La satire, indispensable outil
Pour la journaliste indépendante, c’est donc en partie aux médias de permettre de comprendre si on est face à une information authentique ou satirique. « Or ils se trouvent parfois dans des conditions de production de l’information qui ne leur permettent plus de prendre du recul. Une urgence, une absence de filtres, de temps de vérification de l’information, de relecture. On demande à beaucoup d’entre eux de travailler très vite, de plus en plus vite. Cela peut avoir des conséquences majeures, pas seulement en lien avec des informations satiriques d’ailleurs. L’affaire Dupont de Ligonnès, et la manière dont beaucoup de professionnels s’étaient fait piéger par sa soi-disant arrestation à Glasgow, en est une illustration. C’est un problème que l’on retrouve dans des chaines d’information en continu mais aussi dans la presse quotidienne régionale, qui demande toujours de faire davantage de pages avec moins de journalistes. »

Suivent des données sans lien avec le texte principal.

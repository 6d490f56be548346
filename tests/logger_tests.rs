//! Integration tests for logger behavior.

use nu_planner::logger::{level, set_level, set_level_from_str, Level};
use nu_planner::{debug, error, info, warn};

#[test]
fn level_parse_accepts_valid() {
    assert!(set_level_from_str("error"));
    assert!(set_level_from_str("WARN"));
    assert!(set_level_from_str("info"));
    assert!(set_level_from_str("debug"));
    assert_eq!(level(), Level::Debug);
}

#[test]
fn level_parse_rejects_invalid() {
    assert!(!set_level_from_str("invalid"));
    assert!(!set_level_from_str(""));
}

#[test]
fn logs_do_not_panic() {
    set_level(Level::Debug);
    info!("info integration");
    warn!("warn integration");
    error!("error integration");
    debug!("debug integration");
}

#[cfg(feature = "file-logging")]
#[test]
fn file_logging_creates_parent_dirs_and_writes() {
    use std::fs;
    use tempfile::TempDir;

    let tmp = TempDir::new().unwrap();
    let path = tmp.path().join("logs").join("nuplanner.log");

    assert!(nu_planner::logger::init_file_logging(&path));
    error!("written to file");

    let contents = fs::read_to_string(&path).unwrap();
    assert!(contents.contains("[ERROR] written to file"));
}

Au-delà du rôle des médias, c’est également une manière d’appréhender la satire qui doit être considérée, estime Sonia Reyne. « Ce qui m’intéresse, c’est la façon dont on peut construire une culture commune. Pour penser le monde, réfléchir, prendre des décisions éclairées, il est indispensable d’avoir un sens critique. Ne plus avoir accès au second degré, être incapable d’identifier la satire ou le blasphème, c’est très problématique à ce titre. »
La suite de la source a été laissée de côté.